→ RECORDS FOR THE EXERCISE:
//! # Mandatory Access Control Policy
//!
//! Bell-LaPadula decision functions over security levels.
//!
//! ## Invariants
//! - No read up: a subject never reads a document classified above its
//!   clearance.
//! - No write down: a subject never writes to a document classified below its
//!   clearance.
//! - Denial is reported, never silently ignored.

use std::fmt;
use std::str::FromStr;

use thiserror::Error;

/// Highest valid security level.
pub const MAX_LEVEL: u8 = 3;

/// A security level in `0..=3`.
///
/// Used both for a subject's clearance (fixed at login) and a document's
/// classification (fixed at creation). Construction validates the range;
/// out-of-range values are rejected, never clamped.
#[derive(Debug, Clone, Copy, Default, PartialEq, Eq, PartialOrd, Ord, Hash)]
pub struct Level(u8);

impl Level {
    /// Lowest level (unclassified).
    pub const MIN: Level = Level(0);

    /// Highest level.
    pub const MAX: Level = Level(MAX_LEVEL);

    /// Create a level, rejecting values above [`MAX_LEVEL`].
    pub fn new(raw: u8) -> Result<Self, LevelError> {
        if raw > MAX_LEVEL {
            return Err(LevelError::OutOfRange(i64::from(raw)));
        }
        Ok(Level(raw))
    }

    /// The raw integer value.
    pub fn as_u8(self) -> u8 {
        self.0
    }

    /// All levels in ascending order, for exhaustive checks.
    pub fn all() -> impl Iterator<Item = Level> {
        (0..=MAX_LEVEL).map(Level)
    }
}

impl fmt::Display for Level {
    fn fmt(&self, f: &mut fmt::Formatter<'_>) -> fmt::Result {
        write!(f, "{}", self.0)
    }
}

impl FromStr for Level {
    type Err = LevelError;

    /// Parse a level from its decimal form. Signed input is accepted so that
    /// `-1` reports out-of-range rather than not-a-number.
    fn from_str(s: &str) -> Result<Self, Self::Err> {
        let raw: i64 = s
            .trim()
            .parse()
            .map_err(|_| LevelError::NotANumber(s.to_string()))?;
        if !(0..=i64::from(MAX_LEVEL)).contains(&raw) {
            return Err(LevelError::OutOfRange(raw));
        }
        Ok(Level(raw as u8))
    }
}

/// Invalid security level.
#[derive(Debug, Clone, PartialEq, Eq, Error)]
pub enum LevelError {
    /// Value outside `0..=3`.
    #[error("security level {0} is outside 0..=3")]
    OutOfRange(i64),

    /// Value is not an integer.
    #[error("security level '{0}' is not a number")]
    NotANumber(String),
}

/// Access denied by a Bell-LaPadula predicate.
///
/// Carries which predicate failed and the two levels compared, so the denial
/// can be surfaced with full context.
#[derive(Debug, Clone, Copy, PartialEq, Eq, Error)]
pub enum AccessDenied {
    /// No read up: the document is classified above the reader's clearance.
    #[error("read denied: classification {classification} exceeds clearance {clearance}")]
    ReadUp {
        clearance: Level,
        classification: Level,
    },

    /// No write down: the document is classified below the writer's clearance.
    #[error("write denied: classification {classification} is below clearance {clearance}")]
    WriteDown {
        clearance: Level,
        classification: Level,
    },
}

/// No read up: reading is allowed iff `classification <= clearance`.
pub fn can_read(clearance: Level, classification: Level) -> bool {
    classification <= clearance
}

/// No write down: writing is allowed iff `classification >= clearance`.
///
/// Shared by append and overwrite; a high-clearance subject must not
/// contaminate a lower-classified document.
pub fn can_write(clearance: Level, classification: Level) -> bool {
    classification >= clearance
}

/// Checked form of [`can_read`].
pub fn check_read(clearance: Level, classification: Level) -> Result<(), AccessDenied> {
    if can_read(clearance, classification) {
        Ok(())
    } else {
        Err(AccessDenied::ReadUp {
            clearance,
            classification,
        })
    }
}

/// Checked form of [`can_write`].
pub fn check_write(clearance: Level, classification: Level) -> Result<(), AccessDenied> {
    if can_write(clearance, classification) {
        Ok(())
    } else {
        Err(AccessDenied::WriteDown {
            clearance,
            classification,
        })
    }
}
impl Accumulator {
    fn start(op: AggOp, value: &Value) -> Self {
        match op {
            AggOp::Group => Accumulator::Group(value.clone()),
            AggOp::Sum => Accumulator::Sum(SumState {
                exact: Some(0),
                values: Vec::new(),
            }),
            AggOp::Min => Accumulator::Extreme {
                keep: Ordering::Less,
                best: None,
            },
            AggOp::Max => Accumulator::Extreme {
                keep: Ordering::Greater,
                best: None,
            },
            AggOp::Count => Accumulator::Count(0),
            AggOp::Avg | AggOp::StDev => Accumulator::Samples { op, values: Vec::new() },
        }
    }

    fn update(&mut self, value: &Value) -> TableResult<()> {
        match self {
            Accumulator::Group(_) => {}
            Accumulator::Sum(state) => {
                if let Some(v) = numeric(value)? {
                    state.values.push(v);
                    state.exact = match (state.exact, value) {
                        (Some(acc), Value::Int64(i)) => acc.checked_add(*i),
                        _ => None,
                    };
                }
            }
            Accumulator::Extreme { keep, best } => {
                if !value.is_null() {
                    let replace = match best {
                        None => true,
                        Some(current) => value.try_cmp(current)? == *keep,
                    };
                    if replace {
                        *best = Some(value.clone());
                    }
                }
            }
            Accumulator::Count(n) => *n += 1,
            Accumulator::Samples { values, .. } => {
                if let Some(v) = numeric(value)? {
                    values.push(v);
                }
            }
        }
        Ok(())
    }

    /// Fold a later partial accumulator (same column) into this one.
    fn merge(&mut self, other: Accumulator) -> TableResult<()> {
        match (self, other) {
            (Accumulator::Group(_), Accumulator::Group(_)) => {}
            (Accumulator::Sum(a), Accumulator::Sum(b)) => {
                a.values.extend(b.values);
                a.exact = match (a.exact, b.exact) {
                    (Some(x), Some(y)) => x.checked_add(y),
                    _ => None,
                };
            }
            (Accumulator::Extreme { keep, best }, Accumulator::Extreme { best: Some(other), .. }) => {
                let replace = match best {
                    None => true,
                    Some(current) => other.try_cmp(current)? == *keep,
                };
                if replace {
                    *best = Some(other);
                }
            }
            (Accumulator::Extreme { .. }, Accumulator::Extreme { best: None, .. }) => {}
            (Accumulator::Count(a), Accumulator::Count(b)) => *a += b,
            (Accumulator::Samples { values, .. }, Accumulator::Samples { values: more, .. }) => {
                values.extend(more);
            }
            _ => {
                return Err(TableError::invalid_argument(
                    "cannot merge groupings built from different specs",
                ));
            }
        }
        Ok(())
    }

    fn finish(self, options: &AggOptions) -> Value {
        match self {
            Accumulator::Group(v) => v,
            Accumulator::Sum(state) => match state.exact {
                Some(i) => Value::Int64(i),
                None => Value::Float64(stats::kahan_sum(&state.values)),
            },
            Accumulator::Extreme { best, .. } => best.unwrap_or(Value::Null),
            Accumulator::Count(n) => Value::Int64(n as i64),
            Accumulator::Samples { op: AggOp::Avg, values } => stats::mean(&values).into(),
            Accumulator::Samples { values, .. } => stats::std_dev(&values, options.variance).into(),
        }
    }
}

/// Partial aggregation state: one accumulator row per group key, in first-seen order.
///
/// Groupings built over consecutive chunks of a table can be merged left to right; the
/// result has the same groups, in the same order, as a single pass over the whole table.
#[derive(Debug)]
pub(crate) struct Grouping<'s> {
    spec: &'s AggSpec,
    groups: IndexMap<String, Vec<Accumulator>>,
}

→ YOUR ASSIGNMENT: Your answer should be a single number: the count of lines in the data that include the word "same".

→ WRITTEN REPLY: 2